The word gilgal is a compound of two words. Gil means joy, rejoicing, and gladness. It expresses a wide range of enjoyments from the exuberant celebration of a victory won to the quiet bliss of a suffering relieved. Gal means heap, roll, wave, billow, or spring. It refers, for instance, to a wave of water which rolls in a circular formation to create its own rippling or roaring sound, depending on its size. Note how the essence of this meaning is applied in Joshua 5:9 after all the men of the wilderness generation were circumcised upon entering the Promised Land, “And the Lord said to Joshua, ‘Today I have rolled away the reproach of Egypt.’ And so the name of that place is called Gilgal to this day.”
A familiar derivative of gal is the word galil, which means folding or rings or cylinder. Galil can also refer to a pipe for carrying water or sounds (as in a flute). From this word we get Galilee, the name for the “water pipe” (Jordan River and Sea of Galilee) that provides irrigation for the land of Israel.
In its essence, therefore, gilgal means circular formations, whether circles of stones, circles of sound or waves of water – all marked by joy. The word is used to describe circular shapes that converge together, or to rolling waves of happy sounds, or to the rolling waves of the sea. Think of how waves create circles. When one throws a stone into a pond of water, the waves (galim in Hebrew) will be carried to all banks equally. The sounds of the waves are also called galim. Put it all together, and gilgal not only describes circular physical shapes but also rolling waves of rejoicing and happiness.
(For more details, see Harris, Archer, and Waltke’s Theological Wordbook of the Old Testament, The Moody Bible Institute, 1980, pages 159 – 164.)
Gilgalim (the plural of gilgal) camps were shaped like a sandal; that is, two halves of a circle completing one another into a full circle. This is no accident. Many of the holy sites of Israel were shaped in this way. They were physical “statements” of God’s promise, “Every place on which the sole of your foot treads shall be yours.”

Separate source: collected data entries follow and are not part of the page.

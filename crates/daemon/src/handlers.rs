//! Demo workers registered by the daemon

use async_trait::async_trait;
use queue_sdk_core::domain::{ScheduleOptions, WorkerOptions};
use queue_sdk_core::port::HandlerError;
use queue_sdk_core::{JobHandler, QueueManager, WorkerRegistry};
use serde::Deserialize;
use serde_json::{json, Value};
use std::time::Duration;
use tokio::time::sleep;
use tracing::{error, info, warn};

pub const EMAIL_QUEUE: &str = "email-queue";
pub const MAINTENANCE_QUEUE: &str = "maintenance-queue";

/// Daily at 02:00 UTC
pub const DAILY_CLEANUP_CRON: &str = "0 2 * * *";
/// Sundays at 03:00 UTC
pub const WEEKLY_BACKUP_CRON: &str = "0 3 * * 0";

#[derive(Debug, Deserialize, PartialEq)]
#[serde(tag = "type", rename_all = "kebab-case", rename_all_fields = "camelCase")]
pub enum EmailJob {
    Welcome { user_id: String },
    Notification { user_id: String, message: String },
}

/// Pretends to send an email
pub struct EmailHandler {
    send_delay: Duration,
}

impl EmailHandler {
    pub fn new(send_delay: Duration) -> Self {
        Self { send_delay }
    }
}

#[async_trait]
impl JobHandler for EmailHandler {
    async fn handle(&self, payload: Value) -> Result<(), HandlerError> {
        let job: EmailJob = serde_json::from_value(payload)?;
        sleep(self.send_delay).await;

        match &job {
            EmailJob::Welcome { user_id } => {
                info!(user_id = %user_id, "Sending welcome email")
            }
            EmailJob::Notification { user_id, message } => {
                info!(user_id = %user_id, message = %message, "Sending notification email")
            }
        }
        Ok(())
    }
}

/// Runs the scheduled maintenance tasks
pub struct MaintenanceHandler {
    cleanup_duration: Duration,
    backup_duration: Duration,
}

impl MaintenanceHandler {
    pub fn new(cleanup_duration: Duration, backup_duration: Duration) -> Self {
        Self {
            cleanup_duration,
            backup_duration,
        }
    }
}

#[async_trait]
impl JobHandler for MaintenanceHandler {
    async fn handle(&self, payload: Value) -> Result<(), HandlerError> {
        match payload.get("type").and_then(Value::as_str) {
            Some("daily-cleanup") => {
                info!("Starting daily cleanup");
                sleep(self.cleanup_duration).await;
                info!("Daily cleanup completed");
            }
            Some("weekly-backup") => {
                info!("Starting weekly backup");
                sleep(self.backup_duration).await;
                info!("Weekly backup completed");
            }
            other => warn!(job_type = ?other, "Unknown maintenance job type"),
        }
        Ok(())
    }
}

/// Workers started once the manager is initialized
pub fn registry() -> WorkerRegistry {
    WorkerRegistry::new()
        .register(
            EMAIL_QUEUE,
            EmailHandler::new(Duration::from_secs(1)),
            WorkerOptions::default(),
        )
        .register(
            MAINTENANCE_QUEUE,
            MaintenanceHandler::new(Duration::from_secs(2), Duration::from_secs(5)),
            WorkerOptions::default(),
        )
}

/// Register the recurring maintenance jobs, one keyed schedule each.
/// Waits for initialization and returns the ids that were saved.
pub async fn schedule_maintenance(manager: &QueueManager) -> Vec<String> {
    let schedules = [
        ("daily-cleanup", DAILY_CLEANUP_CRON),
        ("weekly-backup", WEEKLY_BACKUP_CRON),
    ];

    let mut ids = Vec::with_capacity(schedules.len());
    for (kind, cron) in schedules {
        match manager
            .schedule(
                MAINTENANCE_QUEUE,
                &json!({ "type": kind }),
                cron,
                ScheduleOptions::default().with_key(kind),
            )
            .await
        {
            Ok(id) => {
                info!(schedule_id = %id, cron = %cron, "Maintenance job scheduled");
                ids.push(id);
            }
            Err(e) => error!(cron = %cron, error = %e, "Failed to schedule maintenance job"),
        }
    }
    ids
}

As of April, 2009, Professor Adam Zertal of the University of Haifa had found five such compounds in the Jordan Valley, each in the shape of an enormous foot. He said that the “foot” held great significance as a symbol of ownership of territory, control over an enemy, connection between people, land, and even the presence of Deity.
(Many websites post Zertal’s press release from the University of Haifa in 2009. One example which includes two aerial photos: www.eurekalert.org/pub_releases/2009-04/uoh-adi040609.php )

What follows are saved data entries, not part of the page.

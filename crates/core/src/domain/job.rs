// Job Domain Model

use chrono::{DateTime, Utc};
use serde::{Deserialize, Serialize};
use std::str::FromStr;

use super::error::DomainError;

/// Engine-assigned job identifier (opaque)
pub type JobId = String;

/// Engine-assigned worker identifier (opaque)
pub type WorkerId = String;

/// Job lifecycle state as tracked by the engine
#[derive(Debug, Clone, Copy, PartialEq, Eq, Hash, Serialize, Deserialize)]
#[serde(rename_all = "lowercase")]
pub enum JobState {
    Created,
    Retry,
    Active,
    Completed,
    Cancelled,
    Failed,
}

impl JobState {
    pub fn as_str(&self) -> &'static str {
        match self {
            JobState::Created => "created",
            JobState::Retry => "retry",
            JobState::Active => "active",
            JobState::Completed => "completed",
            JobState::Cancelled => "cancelled",
            JobState::Failed => "failed",
        }
    }

    /// Terminal states never transition again
    pub fn is_terminal(&self) -> bool {
        matches!(
            self,
            JobState::Completed | JobState::Cancelled | JobState::Failed
        )
    }
}

impl std::fmt::Display for JobState {
    fn fmt(&self, f: &mut std::fmt::Formatter<'_>) -> std::fmt::Result {
        f.write_str(self.as_str())
    }
}

impl FromStr for JobState {
    type Err = DomainError;

    fn from_str(s: &str) -> Result<Self, Self::Err> {
        match s {
            "created" => Ok(JobState::Created),
            "retry" => Ok(JobState::Retry),
            "active" => Ok(JobState::Active),
            "completed" => Ok(JobState::Completed),
            "cancelled" => Ok(JobState::Cancelled),
            "failed" => Ok(JobState::Failed),
            other => Err(DomainError::UnknownJobState(other.to_string())),
        }
    }
}

/// Full job record as reported by the engine
#[derive(Debug, Clone, PartialEq, Serialize, Deserialize)]
#[serde(rename_all = "camelCase")]
pub struct JobInfo {
    pub id: JobId,
    /// Queue name
    pub name: String,
    pub data: serde_json::Value,
    pub state: JobState,
    pub priority: i32,
    pub retry_limit: u32,
    pub retry_count: u32,
    pub retry_delay_ms: u64,
    pub retry_backoff: bool,
    pub singleton_key: Option<String>,
    pub created_on: DateTime<Utc>,
    pub started_on: Option<DateTime<Utc>>,
    pub completed_on: Option<DateTime<Utc>>,
    pub output: Option<serde_json::Value>,
}

/// Reduced projection of a job's lifecycle
#[derive(Debug, Clone, PartialEq, Serialize, Deserialize)]
#[serde(rename_all = "camelCase")]
pub struct JobStateInfo {
    pub status: Option<JobState>,
    pub created_on: Option<DateTime<Utc>>,
    pub started_on: Option<DateTime<Utc>>,
    pub completed_on: Option<DateTime<Utc>>,
}

impl From<&JobInfo> for JobStateInfo {
    fn from(job: &JobInfo) -> Self {
        Self {
            status: Some(job.state),
            created_on: Some(job.created_on),
            started_on: job.started_on,
            completed_on: job.completed_on,
        }
    }
}

/// A single job handed to a worker by the engine
#[derive(Debug, Clone, PartialEq, Serialize, Deserialize)]
pub struct Delivery {
    pub id: JobId,
    /// Queue name
    pub name: String,
    /// `None` marks a malformed delivery
    pub data: Option<serde_json::Value>,
    /// Present when the worker asked for metadata
    pub metadata: Option<JobInfo>,
}

impl Delivery {
    pub fn new(id: impl Into<String>, name: impl Into<String>, data: serde_json::Value) -> Self {
        Self {
            id: id.into(),
            name: name.into(),
            data: Some(data),
            metadata: None,
        }
    }

    /// Payload, treating JSON `null` as absent
    pub fn payload(&self) -> Option<&serde_json::Value> {
        self.data.as_ref().filter(|value| !value.is_null())
    }
}
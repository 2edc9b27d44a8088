// Application Layer - Queue Manager and supporting services

pub mod constants;
mod handler;
pub mod health_monitor;
mod manager;
pub mod metrics;
mod panic_guard;
mod registry;
mod shutdown;

// Re-exports
pub use handler::JobHandler;
pub use health_monitor::HealthMonitor;
pub use manager::{InitState, QueueManager, QueueManagerBuilder};
pub use metrics::MetricsRecorder;
pub use registry::{HandlerRegistration, WorkerRegistry};
pub use shutdown::{shutdown_channel, ShutdownToken, ShutdownTrigger};
// Job handler abstraction

use crate::port::HandlerError;
use async_trait::async_trait;
use std::future::Future;

/// User code run for each delivered job payload.
///
/// Any `Fn(Value) -> Future<Output = Result<(), HandlerError>>` closure
/// implements it, so most callers never name the trait.
#[async_trait]
pub trait JobHandler: Send + Sync + 'static {
    async fn handle(&self, payload: serde_json::Value) -> Result<(), HandlerError>;
}

#[async_trait]
impl<F, Fut> JobHandler for F
where
    F: Fn(serde_json::Value) -> Fut + Send + Sync + 'static,
    Fut: Future<Output = Result<(), HandlerError>> + Send + 'static,
{
    async fn handle(&self, payload: serde_json::Value) -> Result<(), HandlerError> {
        (self)(payload).await
    }
}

Other frequently asked questions.
Why are the Gilgalim surrounded by an ancient path?
According to Adam Zertal, a Professor at Haifa University, each Gilgalim is surrounded by a circular path by which participants would walk around the site. These circular paths provide physical evidence for the origin of the Hebrew word “hag”, which means “holiday”. The etymology of “hag” is derived from Hebrew letters with the combined meaning “to surround”. Furthermore, Zertal suggests that these uniquely configured ritual sites are the source of the Hebrew expression for pilgrimage, in Hebrew aliyah leregel (literally, “going up to a foot”). In his interpretation, during the first centuries of settlement in the land, until Jerusalem became the spiritual and governmental center of the nation, some of the Tribes of Israel made pilgrimages to these sites at fixed times of year to hold various ceremonies. Hence, the Hebrew phrase for pilgrimage should be understood literally, “going up to a place that is shaped like a foot.” In summary, prior to the establishment of Jerusalem as the Israelite center, these paths of celebration played vital roles in the celebrations and festivals of Israel as each tribe ascended to the foot-shaped Gilgal .

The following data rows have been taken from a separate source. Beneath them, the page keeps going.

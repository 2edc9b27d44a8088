// Queue Engine Port (Interface)
//
// The durable engine owns persistence, delivery, retries and cron firing.
// The manager only talks to it through this trait.

use crate::config::QueueDefaults;
use crate::domain::{
    Delivery, JobId, JobInfo, JobOptions, QueueInfo, ScheduleOptions, WorkerId, WorkerOptions,
};
use async_trait::async_trait;
use futures::future::BoxFuture;
use std::sync::Arc;
use std::time::Duration;
use thiserror::Error;
use tokio::sync::broadcast;

/// Default polling interval when neither the worker nor the config set one
pub const DEFAULT_POLLING_INTERVAL: Duration = Duration::from_secs(2);

/// Error type a work handler reports back to the engine
pub type HandlerError = Box<dyn std::error::Error + Send + Sync + 'static>;

/// Callback the engine invokes with each fetched batch.
/// `Ok` completes every job in the batch, `Err` fails them.
pub type WorkHandler =
    Arc<dyn Fn(Vec<Delivery>) -> BoxFuture<'static, Result<(), HandlerError>> + Send + Sync>;

#[derive(Error, Debug, Clone, PartialEq, Eq)]
pub enum EngineError {
    #[error("Engine unavailable: {0}")]
    Unavailable(String),

    #[error("Database error: {0}")]
    Database(String),

    #[error("Invalid cron expression '{expression}': {reason}")]
    InvalidCron { expression: String, reason: String },

    #[error("Not found: {0}")]
    NotFound(String),

    #[error("Validation error: {0}")]
    Validation(String),

    #[error("Internal error: {0}")]
    Internal(String),
}

/// Out-of-band signals from a running engine
#[derive(Debug, Clone, PartialEq, Eq)]
pub enum EngineNotification {
    Error(String),
    Stopped,
}

/// Fully resolved polling options handed to the engine
#[derive(Debug, Clone, PartialEq, Eq)]
pub struct WorkOptions {
    pub include_metadata: bool,
    pub polling_interval: Duration,
    pub team_size: u32,
    pub team_concurrency: u32,
}

impl Default for WorkOptions {
    fn default() -> Self {
        Self {
            include_metadata: false,
            polling_interval: DEFAULT_POLLING_INTERVAL,
            team_size: 1,
            team_concurrency: 1,
        }
    }
}

impl WorkOptions {
    /// Call-site options win over configured queue defaults.
    pub fn resolve(options: &WorkerOptions, defaults: Option<&QueueDefaults>) -> Self {
        let fallback = Self::default();
        let interval_ms = options
            .new_job_check_interval
            .or_else(|| defaults.and_then(|d| d.interval));

        Self {
            include_metadata: options
                .include_metadata
                .or_else(|| defaults.and_then(|d| d.include_metadata))
                .unwrap_or(fallback.include_metadata),
            polling_interval: interval_ms
                .map(Duration::from_millis)
                .unwrap_or(fallback.polling_interval),
            team_size: options
                .team_size
                .or_else(|| defaults.and_then(|d| d.team_size))
                .unwrap_or(fallback.team_size)
                .max(1),
            team_concurrency: options
                .team_concurrency
                .or_else(|| defaults.and_then(|d| d.team_concurrency))
                .unwrap_or(fallback.team_concurrency)
                .max(1),
        }
    }
}

/// Durable queue engine
#[async_trait]
pub trait QueueEngine: Send + Sync {
    /// Connect, prepare storage and start background maintenance
    async fn start(&self) -> Result<(), EngineError>;

    /// Stop polling loops and release connections
    async fn stop(&self) -> Result<(), EngineError>;

    /// Create a queue if it does not exist yet
    async fn create_queue(&self, queue: &str) -> Result<(), EngineError>;

    /// Enqueue a job. `None` means the engine declined (e.g. singleton conflict).
    async fn send(
        &self,
        queue: &str,
        data: serde_json::Value,
        options: &JobOptions,
    ) -> Result<Option<JobId>, EngineError>;

    /// Start polling `queue`, invoking `handler` with each batch
    async fn work(
        &self,
        queue: &str,
        options: WorkOptions,
        handler: WorkHandler,
    ) -> Result<WorkerId, EngineError>;

    /// Stop a polling worker
    async fn off_work(&self, worker_id: &str) -> Result<(), EngineError>;

    /// Register a cron schedule. Returns the schedule identifier, if any.
    async fn schedule(
        &self,
        queue: &str,
        cron: &str,
        data: serde_json::Value,
        options: &ScheduleOptions,
    ) -> Result<Option<String>, EngineError>;

    async fn cancel(&self, queue: &str, job_id: &str) -> Result<(), EngineError>;

    async fn complete(&self, queue: &str, job_id: &str) -> Result<(), EngineError>;

    async fn get_job_by_id(
        &self,
        queue: &str,
        job_id: &str,
    ) -> Result<Option<JobInfo>, EngineError>;

    async fn get_queues(&self) -> Result<Vec<QueueInfo>, EngineError>;

    /// Subscribe to engine notifications
    fn subscribe(&self) -> broadcast::Receiver<EngineNotification>;
}
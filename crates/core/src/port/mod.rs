// Port Layer - Interfaces for external dependencies

pub mod id_provider; // For deterministic testing
pub mod queue_engine;
pub mod time_provider;

// Re-exports
pub use id_provider::IdProvider;
pub use queue_engine::{
    EngineError, EngineNotification, HandlerError, QueueEngine, WorkHandler, WorkOptions,
};
pub use time_provider::TimeProvider;
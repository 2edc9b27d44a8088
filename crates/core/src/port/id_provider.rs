// ID Provider Port (for deterministic testing)

use std::sync::atomic::{AtomicU64, Ordering};

/// ID provider interface (engines use it for job and worker IDs)
pub trait IdProvider: Send + Sync {
    /// Generate a new unique ID
    fn generate_id(&self) -> String;
}

/// UUID v4 provider (production)
pub struct UuidProvider;

impl IdProvider for UuidProvider {
    fn generate_id(&self) -> String {
        uuid::Uuid::new_v4().to_string()
    }
}

/// Sequential IDs with a prefix (`job-1`, `job-2`, ...)
pub struct SequentialIdProvider {
    prefix: String,
    counter: AtomicU64,
}

impl SequentialIdProvider {
    pub fn new(prefix: impl Into<String>) -> Self {
        Self {
            prefix: prefix.into(),
            counter: AtomicU64::new(1),
        }
    }
}

impl IdProvider for SequentialIdProvider {
    fn generate_id(&self) -> String {
        let n = self.counter.fetch_add(1, Ordering::SeqCst);
        format!("{}-{}", self.prefix, n)
    }
}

Why would it be necessary to have more than 1 Gilgal?
In the high-tech, fully automated world of today, it is sometimes difficult to practically visualize and conceptualize the seemingly simplistic language of the Bible. Transporting 600,000 people today, all be it difficult, is not the same monumental task of yesterday. This question might be answered with a question. What did it look like for 600,000 men, and possibly up to 2 million Israelites in total, to cross the Jordan? Scripture (Ex. 12:38) reveals that each of the 12 Tribes had tents, livestock, provisions, and more in tow as they approached the Promised Land. As the priests stepped into the Jordan with the Ark of the Covenant upon their shoulders, Scripture (reference) tells us that the waters stood up to the north near the city of Adam like a frozen icicle pop and did not flow all the way to the Dead Sea, a distance of about 15 miles away, until everyone had crossed. All 600,000 people plus did not walk in single file behind the priests. Rather, this distance of 15 miles was necessary so that every clan making up the 12 tribes with their wagons, cargo, sheep, and tents might be able in an orderly fashion to move onto the plains of Jericho. Scholars estimate that the Israelite encampment, made up of people, tent & kitchen areas, grazing lands for livestock, and other practical space needs, would have required about 7,000 acres. Other estimates are sizably larger. Several gilgalim were necessary to service such a large number of people spread out over a large area.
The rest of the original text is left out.